[Stored data]
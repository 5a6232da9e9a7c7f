//! Shared test utilities and fixtures for zip code table tests

use crate::app::models::{Coordinate, ZipCodeRecord};
use crate::app::services::zip_table::ZipCodeTable;
use std::fs;
use std::path::{Path, PathBuf};


/// Write a zip code table file with the given lines
pub fn write_table_file(dir: &Path, filename: &str, lines: &[&str]) -> PathBuf {
    let path = dir.join(filename);
    fs::write(&path, lines.join("\n")).unwrap();
    path
}

/// Create a table preloaded with a few well-known test records
pub fn create_test_table() -> ZipCodeTable {
    let mut table = ZipCodeTable::new();
    table.load([
        ZipCodeRecord::new(94040, Coordinate::new(37.3861, -122.0839)),
        ZipCodeRecord::new(10001, Coordinate::new(40.7506, -73.9972)),
        ZipCodeRecord::new(60601, Coordinate::new(41.8858, -87.6229)),
    ]);
    table
}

> [TASK STATEMENT] In these entries, some lines may contain the string "Coordinate". Give the number of such lines and nothing more.

> [ANSWER FOR THIS EXERCISE] 4